* _Exercise objective_
Could you find each line of the data below that contains the word "Builds" and copy those lines?

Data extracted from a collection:

###

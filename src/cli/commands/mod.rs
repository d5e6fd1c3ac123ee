//! CLI commands module

pub mod audit;
pub mod compare;
pub mod generate_man;
pub mod init;
pub mod report;
pub mod stats;
pub mod validate;

use clap::Args;
use std::path::{Path, PathBuf};

use crate::config::Config;
use crate::error::RepoAuditError;
use crate::state::JsonStateStore;

/// Arguments for the init command
#[derive(Args, Debug)]
pub struct InitArgs {
    /// GitHub organization or user to audit
    #[arg(short, long, value_name = "OWNER")]
    pub owner: Option<String>,

    /// Force overwrite existing configuration
    #[arg(short, long)]
    pub force: bool,

    /// Skip interactive prompts
    #[arg(long)]
    pub non_interactive: bool,

    /// Skip checking that the GitHub CLI is available
    #[arg(long)]
    pub skip_checks: bool,
}

/// Arguments for the validate command
#[derive(Args, Debug)]
pub struct ValidateArgs {
    /// Rule file to validate (defaults to the configured one)
    #[arg(short, long, value_name = "FILE")]
    pub rules: Option<PathBuf>,
}

/// Arguments for the audit command
#[derive(Args, Debug)]
pub struct AuditArgs {
    /// GitHub organization or user (overrides the configuration)
    #[arg(long, value_name = "OWNER")]
    pub owner: Option<String>,

    /// Read repositories from a JSON file instead of GitHub
    #[arg(long, value_name = "FILE")]
    pub repositories: Option<PathBuf>,

    /// Evaluate without saving the run
    #[arg(long)]
    pub dry_run: bool,

    /// Also write the run as JSON to this file
    #[arg(short, long, value_name = "FILE")]
    pub output: Option<PathBuf>,
}

/// Arguments for the stats command
#[derive(Args, Debug)]
pub struct StatsArgs {
    /// Saved audit run to read (defaults to the configured storage)
    #[arg(long, value_name = "FILE")]
    pub state: Option<PathBuf>,

    /// Output format (terminal, json)
    #[arg(short, long, default_value = "terminal")]
    pub format: StatsFormat,
}

/// Arguments for the report command
#[derive(Args, Debug)]
pub struct ReportArgs {
    /// Saved audit run to read (defaults to the configured storage)
    #[arg(long, value_name = "FILE")]
    pub state: Option<PathBuf>,

    /// Output format (terminal, json, markdown)
    #[arg(short, long, default_value = "terminal")]
    pub format: ReportFormat,

    /// Output file (defaults to stdout)
    #[arg(short, long, value_name = "FILE")]
    pub output: Option<PathBuf>,

    /// Only list failures and errors
    #[arg(long)]
    pub failures_only: bool,
}

/// Arguments for the compare command
#[derive(Args, Debug)]
pub struct CompareArgs {
    /// Path to the base (before) audit run
    #[arg(long, value_name = "FILE")]
    pub base: PathBuf,

    /// Path to the head (after) audit run (defaults to the configured storage)
    #[arg(long, value_name = "FILE")]
    pub head: Option<PathBuf>,

    /// Output format (terminal, json, markdown)
    #[arg(short, long, default_value = "terminal")]
    pub format: CompareFormat,

    /// Output file (defaults to stdout)
    #[arg(short, long, value_name = "FILE")]
    pub output: Option<PathBuf>,

    /// Exit with code 1 if any rule regressed
    #[arg(long)]
    pub fail_on_regression: bool,
}

/// Arguments for the generate-man command
#[derive(Args, Debug)]
pub struct GenerateManArgs {
    /// Directory to write repoaudit.1 into
    #[arg(short, long, value_name = "DIR", default_value = ".")]
    pub output: PathBuf,
}

/// Output format for stats command
#[derive(Debug, Clone, PartialEq, Eq, clap::ValueEnum)]
pub enum StatsFormat {
    Terminal,
    Json,
}

/// Output format for report command
#[derive(Debug, Clone, PartialEq, Eq, clap::ValueEnum)]
pub enum ReportFormat {
    Terminal,
    Json,
    Markdown,
}

/// Output format for compare command
#[derive(Debug, Clone, PartialEq, Eq, clap::ValueEnum)]
pub enum CompareFormat {
    Terminal,
    Json,
    Markdown,
}

/// State store for an explicit `--state` path, or the configured storage
fn state_store(config: &Config, explicit: Option<&Path>) -> JsonStateStore {
    match explicit {
        Some(path) => JsonStateStore::new(Path::new("."), path),
        None => JsonStateStore::new(Path::new("."), &config.storage),
    }
}

/// Write command output to a file, or print it
fn emit(output: &str, path: Option<&Path>) -> Result<(), RepoAuditError> {
    match path {
        Some(path) => std::fs::write(path, output).map_err(|e| {
            RepoAuditError::Output {
                path: path.display().to_string(),
                source: e,
            }
        }),
        None => {
            print!("{}", output);
            Ok(())
        }
    }
}
//! Generate man page command

use clap::CommandFactory;
use std::fs;

use super::GenerateManArgs;
use crate::cli::{exit_codes, Cli};
use crate::error::RepoAuditError;

/// Execute the generate-man command
pub fn execute(args: GenerateManArgs) -> Result<i32, RepoAuditError> {
    let man = clap_mangen::Man::new(Cli::command());
    let output_path = args.output.join("repoaudit.1");
    let write_err = |source| RepoAuditError::Output {
        path: output_path.display().to_string(),
        source,
    };

    let mut buffer: Vec<u8> = Vec::new();
    man.render(&mut buffer).map_err(write_err)?;
    fs::write(&output_path, buffer).map_err(write_err)?;

    println!("Man page generated: {}", output_path.display());

    Ok(exit_codes::SUCCESS)
}
//! Exit codes for the CLI
//!
//! Standard exit codes used by repoaudit for CI/CD integration.
//!
//! | Code | Constant | Meaning | Example |
//! |------|----------|---------|---------|
//! | 0 | `SUCCESS` | Success | Every rule passed or was not applicable |
//! | 1 | `RULE_FAILURES` | Rule failures | A repository failed a rule, or a comparison regressed |
//! | 2 | `EVALUATION_ERRORS` | Evaluation errors | A rule could not be evaluated, no failures |
//! | 3 | `ERROR` | Runtime error | Invalid rule file, `gh` missing, unreadable state |
//! | 4 | `INVALID_ARGS` | Invalid arguments | Unknown flag or format |

/// Command completed and nothing needs attention.
pub const SUCCESS: i32 = 0;

/// At least one rule failed, or `compare --fail-on-regression` found a regression.
pub const RULE_FAILURES: i32 = 1;

/// Some rules produced error results but none failed.
pub const EVALUATION_ERRORS: i32 = 2;

/// Configuration, source or state error that aborted the command.
pub const ERROR: i32 = 3;

/// Invalid command-line arguments.
pub const INVALID_ARGS: i32 = 4;

#[cfg(test)]
mod tests {
    use super::*;

    #[test]
    fn test_exit_codes_are_distinct() {
        let codes = [SUCCESS, RULE_FAILURES, EVALUATION_ERRORS, ERROR, INVALID_ARGS];
        for i in 0..codes.len() {
            for j in (i + 1)..codes.len() {
                assert_ne!(codes[i], codes[j]);
            }
        }
    }
}
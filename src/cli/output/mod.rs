//! Output formatting module for CLI

mod json;
mod markdown;
mod terminal;

pub use json::JsonOutput;
pub use markdown::MarkdownReport;
pub use terminal::TerminalOutput;

use crate::audit::AuditRun;
use crate::error::RepoAuditError;
use crate::stats::Stats;

/// Trait for rendering per-repository audit results
pub trait ReportRenderer {
    fn render_report(&self, run: &AuditRun) -> Result<String, RepoAuditError>;
}

/// Trait for rendering aggregated statistics
pub trait StatsRenderer {
    fn render_stats(&self, stats: &Stats) -> Result<String, RepoAuditError>;
}

/// Statistic names in display order: built-in counters, then rules by name
pub fn display_order(stats: &Stats) -> Vec<&str> {
    crate::stats::DISPLAY_ORDER
        .iter()
        .copied()
        .chain(stats.rule_names())
        .collect()
}
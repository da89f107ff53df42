// value.rs

//! Typed SQL values.
//!
//! [`Value`] is what a bound parameter or a decoded column becomes on its
//! way between the host's typed getters/setters and the backend's
//! text-protocol wire format. [`Type`] is the embedded engine's own type
//! tag, which the accessor layer reports through `column_type`.
//!
//! Any Rust type that can be bound as a parameter implements [`ToValue`];
//! this mirrors the teacher library's `ToValue` trait, which is implemented
//! for the common scalar types so callers can pass `&1i64` or `&"hello"`
//! directly to an execute call instead of constructing a `Value` by hand.

use slbridge_abi::column_type;

/// The embedded engine's column/value type tag.
#[derive(Clone, Copy, Debug, PartialEq, Eq)]
pub enum Type {
    Null,
    Integer,
    Float,
    Text,
    Blob,
}

impl Type {
    pub fn to_code(self) -> slbridge_abi::column_type_t {
        match self {
            Type::Null => column_type::NULL,
            Type::Integer => column_type::INTEGER,
            Type::Float => column_type::FLOAT,
            Type::Text => column_type::TEXT,
            Type::Blob => column_type::BLOB,
        }
    }

    /// Maps a backend column OID onto the embedded engine's type space.
    ///
    /// int2/int4/int8/bool/oid map to `Integer`; float4/float8/numeric map
    /// to `Float`; bytea maps to `Blob`; everything else is `Text`. A NULL
    /// value in any column reports `Null` regardless of its declared type,
    /// which callers apply themselves before falling back to this mapping.
    pub fn from_pg_oid(oid: u32) -> Type {
        match oid {
            // bool, int2, int4, oid, int8
            16 | 21 | 23 | 26 | 20 => Type::Integer,
            // float4, float8, numeric
            700 | 701 | 1700 => Type::Float,
            // bytea
            17 => Type::Blob,
            _ => Type::Text,
        }
    }
}

/// A decoded SQL value, scalar and self-contained (never borrows from a
/// result set). Row-scoped values held by [`crate::accessor`] are decoded
/// into this shape once per row and cached there.
#[derive(Clone, Debug, PartialEq)]
pub enum Value {
    Null,
    Integer(i64),
    Float(f64),
    Text(String),
    Blob(Vec<u8>),
}

impl Value {
    /// Builds the `Value` a `bytea` column decodes to: text in the same
    /// `\x4142...` shape Postgres's own text-protocol wire format uses, so
    /// the blob getter's hex decode ([`Value::to_blob`]) and the rest of
    /// the text-coercion machinery see exactly what they'd see over text
    /// protocol, regardless of which wire format actually produced the
    /// bytes.
    pub fn bytea_text(bytes: &[u8]) -> Value {
        Value::Text(format!("\\x{}", hex_encode(bytes)))
    }

    /// Builds the `Value` a boolean column decodes to: Postgres's own
    /// text-protocol boolean literal (`'t'`/`'f'`), so `column_text` and
    /// the boolean-text coercion in [`Value::to_i64`]/[`Value::to_f64`]
    /// both see the same representation they would over text protocol.
    pub fn bool_text(value: bool) -> Value {
        Value::Text(if value { "t" } else { "f" }.to_string())
    }

    pub fn value_type(&self) -> Type {
        match self {
            Value::Null => Type::Null,
            Value::Integer(_) => Type::Integer,
            Value::Float(_) => Type::Float,
            Value::Text(_) => Type::Text,
            Value::Blob(_) => Type::Blob,
        }
    }

    pub fn is_null(&self) -> bool {
        matches!(self, Value::Null)
    }

    /// Converts to a 64-bit integer, the way the embedded engine's loosely
    /// typed getters do: numeric parse, with Postgres's text-mode boolean
    /// literals (`'t'`/`'f'`) special-cased before the generic parse.
    pub fn to_i64(&self) -> i64 {
        match self {
            Value::Null => 0,
            Value::Integer(i) => *i,
            Value::Float(f) => *f as i64,
            Value::Text(s) => match s.as_str() {
                "t" => 1,
                "f" => 0,
                _ => s.trim().parse().unwrap_or(0),
            },
            Value::Blob(_) => 0,
        }
    }

    pub fn to_f64(&self) -> f64 {
        match self {
            Value::Null => 0.0,
            Value::Integer(i) => *i as f64,
            Value::Float(f) => *f,
            Value::Text(s) => match s.as_str() {
                "t" => 1.0,
                "f" => 0.0,
                _ => s.trim().parse().unwrap_or(0.0),
            },
            Value::Blob(_) => 0.0,
        }
    }

    pub fn to_text(&self) -> String {
        match self {
            Value::Null => String::new(),
            Value::Integer(i) => i.to_string(),
            Value::Float(f) => f.to_string(),
            Value::Text(s) => s.clone(),
            Value::Blob(b) => String::from_utf8_lossy(b).into_owned(),
        }
    }

    /// Decodes the value as a blob. A `Text` value in Postgres's hex-bytea
    /// shape (`\x4142...`) is decoded as hex, matching what the blob getter
    /// sees when a `bytea` column arrives in text form; any other text is
    /// its raw UTF-8 bytes.
    pub fn to_blob(&self) -> Vec<u8> {
        match self {
            Value::Blob(b) => b.clone(),
            Value::Text(s) if s.starts_with("\\x") => decode_hex_bytea(s),
            Value::Text(s) => s.as_bytes().to_vec(),
            Value::Null => Vec::new(),
            Value::Integer(i) => i.to_string().into_bytes(),
            Value::Float(f) => f.to_string().into_bytes(),
        }
    }

    /// Renders the value the way `expanded_sql` substitutes it into a `$N`
    /// placeholder: quoted text/blob, bare numeric, bare `NULL`.
    pub fn to_sql_literal(&self) -> String {
        match self {
            Value::Null => "NULL".to_string(),
            Value::Integer(i) => i.to_string(),
            Value::Float(f) => f.to_string(),
            Value::Text(s) => format!("'{}'", s.replace('\'', "''")),
            Value::Blob(b) => format!("'\\x{}'", hex_encode(b)),
        }
    }
}

pub(crate) fn hex_encode(bytes: &[u8]) -> String {
    let mut out = String::with_capacity(bytes.len() * 2);
    for b in bytes {
        out.push_str(&format!("{:02x}", b));
    }
    out
}

/// Decodes a Postgres hex-text `bytea` payload (`\x4142...`) into raw bytes.
///
/// Invalid hex is not an error to the caller: it returns an empty buffer
/// and lets the accessor layer report it as NULL, matching the embedded
/// engine's blob-getter's NULL-on-failure contract.
pub fn decode_hex_bytea(text: &str) -> Vec<u8> {
    let digits = text.strip_prefix("\\x").unwrap_or(text);
    if digits.len() % 2 != 0 {
        return Vec::new();
    }

    let mut out = Vec::with_capacity(digits.len() / 2);
    let bytes = digits.as_bytes();
    for pair in bytes.chunks(2) {
        match (hex_nibble(pair[0]), hex_nibble(pair[1])) {
            (Some(hi), Some(lo)) => out.push((hi << 4) | lo),
            _ => return Vec::new(),
        }
    }
    out
}

fn hex_nibble(c: u8) -> Option<u8> {
    match c {
        b'0'..=b'9' => Some(c - b'0'),
        b'a'..=b'f' => Some(c - b'a' + 10),
        b'A'..=b'F' => Some(c - b'A' + 10),
        _ => None,
    }
}

/// Implemented by any Rust type that can be bound as a statement parameter.
///
/// This mirrors the teacher library's sealed-in-practice `ToValue` trait:
/// callers pass `&1i64`, `&"hello"`, or `&Some(3.5)` directly to
/// [`crate::statement::Statement::bind`] instead of constructing a [`Value`]
/// by hand.
pub trait ToValue {
    fn to_value(&self) -> Value;
}

impl ToValue for Value {
    fn to_value(&self) -> Value {
        self.clone()
    }
}

impl ToValue for bool {
    fn to_value(&self) -> Value {
        Value::Integer(if *self { 1 } else { 0 })
    }
}

macro_rules! impl_to_value_int {
    ($($t:ty),*) => {
        $(impl ToValue for $t {
            fn to_value(&self) -> Value {
                Value::Integer(*self as i64)
            }
        })*
    };
}

impl_to_value_int!(i8, i16, i32, i64, u8, u16, u32);

macro_rules! impl_to_value_float {
    ($($t:ty),*) => {
        $(impl ToValue for $t {
            fn to_value(&self) -> Value {
                Value::Float(*self as f64)
            }
        })*
    };
}

impl_to_value_float!(f32, f64);

impl ToValue for str {
    fn to_value(&self) -> Value {
        Value::Text(self.to_string())
    }
}

impl ToValue for String {
    fn to_value(&self) -> Value {
        Value::Text(self.clone())
    }
}

impl ToValue for [u8] {
    fn to_value(&self) -> Value {
        Value::Blob(self.to_vec())
    }
}

impl<T: ToValue> ToValue for Option<T> {
    fn to_value(&self) -> Value {
        match self {
            Some(v) => v.to_value(),
            None => Value::Null,
        }
    }
}

#[cfg(test)]
mod tests {
    use super::*;

    #[test]
    fn boolean_text_coerces_before_numeric_parse() {
        assert_eq!(Value::Text("t".into()).to_i64(), 1);
        assert_eq!(Value::Text("f".into()).to_i64(), 0);
        assert_eq!(Value::Text("t".into()).to_f64(), 1.0);
    }

    #[test]
    fn hex_bytea_round_trips() {
        let bytes = vec![0xDE, 0xAD, 0xBE, 0xEF];
        let literal = Value::Blob(bytes.clone()).to_sql_literal();
        let encoded = literal.trim_matches('\'');
        assert_eq!(decode_hex_bytea(encoded), bytes);
    }

    #[test]
    fn invalid_hex_decodes_empty() {
        assert_eq!(decode_hex_bytea("\\xzz"), Vec::<u8>::new());
    }

    #[test]
    fn bytea_text_round_trips_through_to_blob() {
        let bytes = vec![0xDE, 0xAD, 0xBE, 0xEF];
        let value = Value::bytea_text(&bytes);
        assert_eq!(value.to_blob(), bytes);
    }

    #[test]
    fn bool_text_satisfies_every_getter_coercion() {
        let value = Value::bool_text(true);
        assert_eq!(value.to_text(), "t");
        assert_eq!(value.to_i64(), 1);
        assert_eq!(value.to_f64(), 1.0);
    }

    #[test]
    fn type_from_oid_maps_known_families() {
        assert_eq!(Type::from_pg_oid(23), Type::Integer); // int4
        assert_eq!(Type::from_pg_oid(701), Type::Float); // float8
        assert_eq!(Type::from_pg_oid(17), Type::Blob); // bytea
        assert_eq!(Type::from_pg_oid(25), Type::Text); // text
    }
}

###

* _Result_
    /// Builds the `Value` a `bytea` column decodes to: text in the same
    /// Builds the `Value` a boolean column decodes to: Postgres's own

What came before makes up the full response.